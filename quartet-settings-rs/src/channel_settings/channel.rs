use super::setting::Setting;
use super::{SCHEMA, SETTINGS_PER_CHANNEL};

/// All settings of one output channel, in schema order.
#[derive(Debug, Clone, Copy)]
#[cfg_attr(feature = "defmt", derive(defmt::Format))]
pub struct ChannelSettings {
    /// Setting values indexed by [`SettingId`](super::SettingId).
    pub settings: [Setting; SETTINGS_PER_CHANNEL],
}

impl Default for ChannelSettings {
    fn default() -> Self {
        Self {
            settings: core::array::from_fn(|i| Setting::from_spec(&SCHEMA[i])),
        }
    }
}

→ Work order
Lines containing the word "ChannelSettings" must all be returned from the material above.

→ Solution below
pub struct ChannelSettings {
impl Default for ChannelSettings {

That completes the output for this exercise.